HOLEP · The operation

Before Your HoLEP: Pre-op Assessment

Reviewed by Dr Badrulhisham Bahadzor · Updated April 25, 2026 · 5-min read

The pre-op clinic

A pre-op visit usually happens one to three weeks before surgery. It may be held in the urology clinic, in an anaesthetic clinic, or by phone in some centres.

The visit has three aims: check your general health, finalise the surgical plan, and confirm what you need to stop or continue on the day.

Bring every medicine bottle and supplement you take. Some affect bleeding, clotting, or blood pressure during the operation.

Your history and exam

Your clinician confirms symptoms, bother, and any changes since the last visit. Past surgeries, allergies, and heart or lung conditions come up again.

A focused abdominal exam is brief. A digital rectal exam is usually part of the pre-op clinic if it has not been done recently.

Your weight, blood pressure, and oxygen readings are taken as baseline.

Urine and blood tests

A urinalysis, a urine culture if symptoms suggest an infection, and a recent PSA are usual. An infection is treated before surgery.

Blood tests typically include full blood count, urea and electrolytes, and a clotting screen if you are on blood thinners. Extra tests depend on your background.

A recent ECG is asked for in men with cardiac history or above a certain age threshold.

Imaging and a uroflow

A recent ultrasound of the bladder and prostate helps plan the operation.

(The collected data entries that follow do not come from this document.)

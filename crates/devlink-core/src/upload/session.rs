//! Upload session: the public handle and the task that owns all state.
//!
//! Every mutation of the unit collection happens on a single owner task.
//! [`UploadSession`] is a cheap, cloneable handle that sends it commands and
//! reads the [`SessionSnapshot`] it publishes over a `watch` channel.
//! Transfers run on their own tasks and report back over a second channel;
//! their events carry the attempt number so a late event from an aborted
//! attempt cannot overwrite a newer one.

use std::sync::Arc;

use serde::Serialize;
use tokio::sync::{mpsc, oneshot, watch};

use super::aggregate::BatchStats;
use super::executor::{Executor, ExecutorEvent, TransferJob, TransferOutcome};
use super::scheduler::{Dispatch, UploadQueue};
use super::unit::{FilePayload, TransferUnit, UnitId, UnitSnapshot, UploadStatus};
use super::UploadSettings;
use crate::storage::{Destination, ObjectStore};

/// Callback invoked when the directory listing should be re-fetched.
pub type RefreshCallback = Box<dyn Fn() + Send + Sync>;

/// Everything observers can see of a session.
#[derive(Debug, Clone, Default, PartialEq, Serialize)]
pub struct SessionSnapshot {
    /// Units in submission order
    pub units: Vec<UnitSnapshot>,
    /// Aggregate over `units`
    pub stats: BatchStats,
    /// Whether the queue is draining
    pub draining: bool,
}

impl SessionSnapshot {
    /// Look up a unit by id.
    pub fn unit(&self, id: UnitId) -> Option<&UnitSnapshot> {
        self.units.iter().find(|u| u.id == id)
    }

    /// Status of a unit, if it is still in the session.
    pub fn status(&self, id: UnitId) -> Option<UploadStatus> {
        self.unit(id).map(|u| u.status)
    }

    /// Whether nothing is queued, uploading or draining.
    pub fn is_idle(&self) -> bool {
        !self.draining && !self.stats.is_active()
    }
}
//! FIFO dispatch policy for queue-driven transfers.
//!
//! At most one queue-driven transfer is in flight. Units are dispatched in
//! the order they were enqueued; ids the session no longer considers ready
//! (paused or removed) are dropped from the line when their turn comes.

use std::collections::VecDeque;

use super::unit::UnitId;

/// What the queue decided on a dispatch attempt.
#[derive(Debug, Clone, Copy, PartialEq, Eq)]
pub enum Dispatch {
    /// A transfer is already in flight
    Busy,
    /// This unit should start now
    Start(UnitId),
    /// The line just ran empty after a drain; refresh once
    Drained,
    /// Nothing pending and no drain was running
    Idle,
}

/// Pending line plus the single in-flight slot.
#[derive(Debug, Default)]
pub struct UploadQueue {
    pending: VecDeque<UnitId>,
    in_flight: Option<UnitId>,
    draining: bool,
}

impl UploadQueue {
    /// Create an empty queue.
    #[must_use]
    pub fn new() -> Self {
        Self::default()
    }

    /// Append `id` to the tail of the line.
    pub fn enqueue(&mut self, id: UnitId) {
        self.pending.push_back(id);
    }

    /// Drop `id` from the line. Returns whether it was pending.
    pub fn remove(&mut self, id: UnitId) -> bool {
        let before = self.pending.len();
        self.pending.retain(|pending| *pending != id);
        self.pending.len() != before
    }

    /// Move `id` to the tail of the line.
    pub fn requeue(&mut self, id: UnitId) {
        self.remove(id);
        self.enqueue(id);
    }

    /// Pick the next unit to start.
    ///
    /// `is_ready` is asked about each pending id in order; ids it rejects are
    /// discarded.
    pub fn dispatch(&mut self, mut is_ready: impl FnMut(UnitId) -> bool) -> Dispatch {
        if self.in_flight.is_some() {
            return Dispatch::Busy;
        }
        if !self.pending.is_empty() {
            self.draining = true;
        }

        while let Some(id) = self.pending.pop_front() {
            if is_ready(id) {
                self.in_flight = Some(id);
                return Dispatch::Start(id);
            }
            tracing::trace!("Skipping unit {} at dispatch", id);
        }

        if std::mem::take(&mut self.draining) {
            Dispatch::Drained
        } else {
            Dispatch::Idle
        }
    }

    /// Release the in-flight slot if `id` holds it.
    ///
    /// Returns `false` for transfers that were not queue-driven.
    pub fn finish(&mut self, id: UnitId) -> bool {
        if self.in_flight == Some(id) {
            self.in_flight = None;
            true
        } else {
            false
        }
    }

    /// Unit holding the in-flight slot.
    pub fn in_flight(&self) -> Option<UnitId> {
        self.in_flight
    }

    /// Whether a drain is running.
    pub fn is_draining(&self) -> bool {
        self.draining
    }

    /// Number of ids waiting in line.
    pub fn len(&self) -> usize {
        self.pending.len()
    }

    /// Whether the line is empty.
    pub fn is_empty(&self) -> bool {
        self.pending.is_empty()
    }
}
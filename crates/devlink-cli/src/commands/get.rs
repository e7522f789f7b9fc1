//! Get command implementation.

use std::path::{Path, PathBuf};

use anyhow::{Context, Result};

use devlink_core::storage::{Destination, HttpObjectStore, ObjectStore};

use super::GetArgs;
use crate::ui::format_size;

/// Run the get command.
pub async fn run(args: GetArgs) -> Result<()> {
    let config = super::load_config();
    let device = super::resolve_device(args.device, &config)?;
    let folder = Destination::new(device, &args.folder);
    let name = args.name.trim().trim_matches('/');
    let key = folder.object_path(name);

    let store = HttpObjectStore::from_config(&config).context("Failed to set up storage client")?;

    if args.url {
        if let Some(url) = store.public_url(&key) {
            println!("{}", url);
        }
        return Ok(());
    }

    let data = store
        .get_object(&key)
        .await
        .map_err(|e| super::storage_failure(e, format!("Failed to download '{}'", name)))?;

    let output = output_path(args.output, name);
    tokio::fs::write(&output, &data)
        .await
        .with_context(|| format!("Failed to write {}", output.display()))?;

    println!(
        "Downloaded {}:{} to {} ({})",
        folder.device_id(),
        folder.child_path(name),
        output.display(),
        format_size(data.len() as u64)
    );
    Ok(())
}

/// Where a download lands: `output` as given, inside it when it is a
/// directory, or the file's own name in the current directory.
fn output_path(output: Option<PathBuf>, name: &str) -> PathBuf {
    let file_name = Path::new(name)
        .file_name()
        .map_or_else(|| PathBuf::from("download"), PathBuf::from);
    match output {
        Some(dir) if dir.is_dir() => dir.join(file_name),
        Some(path) => path,
        None => file_name,
    }
}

It also records the prostate size that guides the surgical approach.

A uroflow test adds a number to the story. Your urologist may repeat the test if the recorded sample is small or unrepresentative of your usual pattern.

A post-void residual scan — measuring urine left in the bladder after you pass — sometimes shapes catheter plans. International urology guidelines recommend uroflowmetry, prostate imaging, and a post-void residual measurement in the work-up before surgery[¹].

Cystoscopy when needed

A flexible cystoscopy is not routine for every man. It is ordered when a bladder stone, a median lobe, or a stricture is suspected.

The test takes a few minutes in the clinic. Local anaesthetic gel numbs the urethra, and the camera gives a clear view.

If a finding changes the plan, your surgeon will discuss the implications before the operation.

Anaesthesia review

An anaesthetist reviews your fitness for general or spinal anaesthesia. Airway, recent respiratory infections, and reflux all come up.

Your plan is tailored to your history. Some men prefer spinal anaesthesia; others prefer to sleep through.

The anaesthetist also checks whether any sedative or pain medicine at home needs adjusting in the days before.

Medicines and supplements

Blood thinners, diabetes medicines, and some heart tablets need a specific plan. Stop-and-start dates are written on paper.

Some supplements — garlic oil, ginkgo, high-dose fish oil — can thin the blood. Your team will ask about these directly.

Never stop a prescription on your own without a medical team's input.

Fasting and arrival

Fasting instructions come from the anaesthetist, usually six hours for food and two hours for clear fluids. Water up to two hours before is allowed in many plans.

Arrive with paperwork, medicines, and loose comfortable clothing. A companion to help you home after discharge is standard.

On the day, your team reconfirms everything and marks the planned procedure.

Plain bottom line

Pre-op assessment exists to tune the plan to you. Bring your medicines, answer questions honestly, and keep the paper with stop-start dates close.

A calm pre-op clinic makes the operation day calmer.

References

  1. EAU Guidelines on the Management of Non-neurogenic Male Lower Urinary Tract Symptoms. European Association of Urology, Mar 2026.